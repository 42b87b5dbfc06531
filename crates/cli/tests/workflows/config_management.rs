//! `folio config` subcommands

use crate::common::cli::strip_ansi;
use crate::common::TestSite;

#[test]
fn test_set_and_get() {
    let site = TestSite::new();

    site.folio(&["config", "set", "history.codec", "external"])
        .assert_success()
        .unwrap();
    let get = site
        .folio(&["config", "get", "history.codec"])
        .assert_success()
        .unwrap();
    assert_eq!(get.stdout.trim(), "external");

    site.folio(&["config", "set", "history.extensions", "md, TXT"])
        .assert_success()
        .unwrap();
    let get = site
        .folio(&["config", "get", "history.extensions"])
        .assert_success()
        .unwrap();
    assert_eq!(get.stdout.trim(), "md,txt");

    let written = std::fs::read_to_string(site.doc("folio-config.toml")).unwrap();
    assert!(written.contains("[history]"));
    assert!(written.contains("codec = \"external\""));
}

#[test]
fn test_invalid_values_are_rejected() {
    let site = TestSite::new();

    let bad_codec = site
        .folio(&["config", "set", "history.codec", "gnu"])
        .assert_failure()
        .unwrap();
    assert!(bad_codec.contains_stderr("unknown codec"));

    site.folio(&["config", "set", "history.enabled", "maybe"])
        .assert_failure()
        .unwrap();
    site.folio(&["config", "get", "nope.key"])
        .assert_failure()
        .unwrap();
    assert!(!site.doc("folio-config.toml").exists());
}

#[test]
fn test_list_and_path() {
    let site = TestSite::new();

    let path = site.folio(&["config", "path"]).assert_success().unwrap();
    assert!(path.contains_stdout("folio-config.toml"));
    assert!(path.contains_stdout("--create"));

    site.folio(&["config", "path", "--create"])
        .assert_success()
        .unwrap();
    assert!(site.doc("folio-config.toml").exists());

    let list = site.folio(&["config", "list"]).assert_success().unwrap();
    let out = strip_ansi(&list.stdout);
    assert!(out.contains("[history]"));
    assert!(out.contains("[editor]"));
    assert!(out.contains("codec = builtin"));
    assert!(out.contains("default_ip = 127.0.0.1"));
}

....................

### The task
Please return every entry exactly as it appears.

### Written reply
repository 42b87b5dbfc06531
filename crates/cli/tests/workflows/config_management.rs
//! `folio config` subcommands

use crate::common::cli::strip_ansi;
use crate::common::TestSite;

#[test]
fn test_set_and_get() {
    let site = TestSite::new();

    site.folio(&["config", "set", "history.codec", "external"])
        .assert_success()
        .unwrap();
    let get = site
        .folio(&["config", "get", "history.codec"])
        .assert_success()
        .unwrap();
    assert_eq!(get.stdout.trim(), "external");

    site.folio(&["config", "set", "history.extensions", "md, TXT"])
        .assert_success()
        .unwrap();
    let get = site
        .folio(&["config", "get", "history.extensions"])
        .assert_success()
        .unwrap();
    assert_eq!(get.stdout.trim(), "md,txt");

    let written = std::fs::read_to_string(site.doc("folio-config.toml")).unwrap();
    assert!(written.contains("[history]"));
    assert!(written.contains("codec = \"external\""));
}

#[test]
fn test_invalid_values_are_rejected() {
    let site = TestSite::new();

    let bad_codec = site
        .folio(&["config", "set", "history.codec", "gnu"])
        .assert_failure()
        .unwrap();
    assert!(bad_codec.contains_stderr("unknown codec"));

    site.folio(&["config", "set", "history.enabled", "maybe"])
        .assert_failure()
        .unwrap();
    site.folio(&["config", "get", "nope.key"])
        .assert_failure()
        .unwrap();
    assert!(!site.doc("folio-config.toml").exists());
}

#[test]
fn test_list_and_path() {
    let site = TestSite::new();

    let path = site.folio(&["config", "path"]).assert_success().unwrap();
    assert!(path.contains_stdout("folio-config.toml"));
    assert!(path.contains_stdout("--create"));

    site.folio(&["config", "path", "--create"])
        .assert_success()
        .unwrap();
    assert!(site.doc("folio-config.toml").exists());

    let list = site.folio(&["config", "list"]).assert_success().unwrap();
    let out = strip_ansi(&list.stdout);
    assert!(out.contains("[history]"));
    assert!(out.contains("[editor]"));
    assert!(out.contains("codec = builtin"));
    assert!(out.contains("default_ip = 127.0.0.1"));
}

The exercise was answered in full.